4. The laser output head according to claim 3, characterized in that, The reflection module includes a convex reflector and a plane reflector. The isolation module separates two beams of reflected light. The convex reflector and the plane reflector each receive one beam of reflected light. The plane reflector also reflects the reflected light back to the convex reflector. The convex reflector then diverges and reflects the reflected light back to the photodetector.
5. The laser output head according to any one of claims 1 to 4, characterized in that, The gain fiber collimation module includes a gain fiber and a first collimator disposed at the output end of the gain fiber.
6. The laser output head according to any one of claims 1 to 4, characterized in that, The pump fiber collimation module includes a pump fiber and a second collimator disposed at the output end of the pump fiber.
7. The laser output head according to any one of claims 1 to 4, characterized in that, The isolation module includes a magneto-optical crystal and a magnet. The magneto-optical crystal is arranged along the axial direction, and the magnet is arranged around the magneto-optical crystal.
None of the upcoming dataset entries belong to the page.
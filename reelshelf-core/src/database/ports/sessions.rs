use async_trait::async_trait;
use chrono::{DateTime, Utc};
use sqlx::FromRow;

use crate::error::Result;
use crate::users::User;

/// A persisted bearer session. Only the token digest is stored.
#[derive(Debug, Clone, PartialEq, Eq, FromRow)]
pub struct Session {
    pub id: i64,
    pub user_id: i64,
    pub expires_at: i64,
}

impl Session {
    pub fn expires_at(&self) -> Option<DateTime<Utc>> {
        DateTime::from_timestamp(self.expires_at, 0)
    }
}

#[async_trait]
pub trait SessionsRepository: Send + Sync {
    async fn create_session(
        &self,
        user_id: i64,
        token_hash: &str,
        expires_at: DateTime<Utc>,
    ) -> Result<Session>;
    /// Session and owner for a digest, if it has not expired at `now`.
    async fn find_active(
        &self,
        token_hash: &str,
        now: DateTime<Utc>,
    ) -> Result<Option<(Session, User)>>;
    async fn delete_session(&self, session_id: i64) -> Result<()>;
    /// Revoke every session of a user except `keep`.
    async fn delete_other_sessions(
        &self,
        user_id: i64,
        keep: i64,
    ) -> Result<u64>;
    async fn purge_expired(&self, now: DateTime<Utc>) -> Result<u64>;
}
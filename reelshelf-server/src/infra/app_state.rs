use std::{fmt, sync::Arc};

use anyhow::{Context, Result};
use tracing::info;

use reelshelf_config::{CatalogConfig, Config};
use reelshelf_core::admin::AdminService;
use reelshelf_core::auth::{AuthCrypto, AuthService};
use reelshelf_core::catalog::providers::http_client;
use reelshelf_core::catalog::{
    CatalogService, CatalogSettings, GoogleBooksAdapter, OpenLibraryAdapter,
    TmdbAdapter,
};
use reelshelf_core::database::SqliteDatabase;
use reelshelf_core::social::{BookmarkService, CommentService, FriendService};
use reelshelf_core::users::UserService;

#[derive(Clone)]
pub struct AppState {
    pub config: Arc<Config>,
    pub database: Arc<SqliteDatabase>,
    pub auth_service: Arc<AuthService>,
    pub catalog: Arc<CatalogService>,
    pub users: Arc<UserService>,
    pub bookmarks: Arc<BookmarkService>,
    pub comments: Arc<CommentService>,
    pub friends: Arc<FriendService>,
    pub admin: Arc<AdminService>,
}

impl fmt::Debug for AppState {
    fn fmt(&self, f: &mut fmt::Formatter<'_>) -> fmt::Result {
        f.debug_struct("AppState")
            .field("database", &self.database)
            .field("dev_mode", &self.config.dev_mode)
            .finish_non_exhaustive()
    }
}

impl AppState {
    /// Open the configured database, apply migrations and wire every
    /// service with production Argon2 parameters.
    pub async fn initialize(config: Config) -> Result<Self> {
        let database = SqliteDatabase::connect(&config.database.url)
            .await
            .with_context(|| {
                format!("failed to open database {}", config.database.url)
            })?;
        database
            .migrate()
            .await
            .context("failed to apply database migrations")?;
        info!(url = %config.database.url, "database ready");

        let crypto =
            AuthCrypto::new(&config.auth.password_pepper, &config.auth.token_key)
                .context("invalid auth secrets")?;

        Self::assemble(Arc::new(config), database, crypto)
    }

    /// Wire services over an already-migrated database.
    pub fn assemble(
        config: Arc<Config>,
        database: SqliteDatabase,
        crypto: AuthCrypto,
    ) -> Result<Self> {
        let hours = i64::try_from(config.auth.session_ttl_hours)
            .context("session_ttl_hours out of range")?;
        let session_ttl = chrono::Duration::try_hours(hours)
            .context("session_ttl_hours out of range")?;

        let auth_service = AuthService::new(
            database.users(),
            database.sessions(),
            Arc::new(crypto),
            session_ttl,
        );
        let catalog = build_catalog(&config.catalog)?;

        Ok(Self {
            auth_service: Arc::new(auth_service),
            catalog: Arc::new(catalog),
            users: Arc::new(UserService::new(database.users())),
            bookmarks: Arc::new(BookmarkService::new(
                database.bookmarks(),
                database.users(),
            )),
            comments: Arc::new(CommentService::new(database.comments())),
            friends: Arc::new(FriendService::new(
                database.friendships(),
                database.users(),
            )),
            admin: Arc::new(AdminService::new(
                database.users(),
                database.comments(),
            )),
            database: Arc::new(database),
            config,
        })
    }
}

fn build_catalog(config: &CatalogConfig) -> Result<CatalogService> {
    let http = http_client(config.request_timeout())
        .context("failed to build upstream HTTP client")?;

    let tmdb = TmdbAdapter::new(http.clone(), config.tmdb.api_key.clone())
        .with_base_url(&config.tmdb.base_url)
        .with_image_base_url(&config.tmdb.image_base_url)
        .with_language(config.tmdb.language.clone());
    let google =
        GoogleBooksAdapter::new(http.clone(), config.google_books.api_key.clone())
            .with_base_url(&config.google_books.base_url)
            .with_batch_size(config.google_books.batch_size);
    let open_library = OpenLibraryAdapter::new(http)
        .with_base_url(&config.open_library.base_url)
        .with_covers_base_url(&config.open_library.covers_base_url)
        .with_batch_size(config.open_library.batch_size);

    Ok(CatalogService::new(
        tmdb,
        google,
        open_library,
        CatalogSettings {
            page_size: config.page_size,
            max_page: config.max_page,
            cache_ttl: config.cache_ttl(),
            cache_capacity: config.cache_capacity,
        },
    ))
}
The magneto-optical crystal can transmit the processing laser and can also receive the reflected light and emit the reflected light in a path different from that of the processing laser.
8. The laser output head according to any one of claims 1 to 4, characterized in that, The beam combining module includes a dichroic mirror, which can reflect the pump light while transmitting the processing laser.
9. The laser output head according to any one of claims 1 to 4, characterized in that, It also includes an aperture stop and a protective lens, wherein the aperture stop is located behind the lens module and the protective lens is located behind the aperture stop.
10. A laser, characterized in that, Includes the laser output head as described in any one of claims 1 to 9.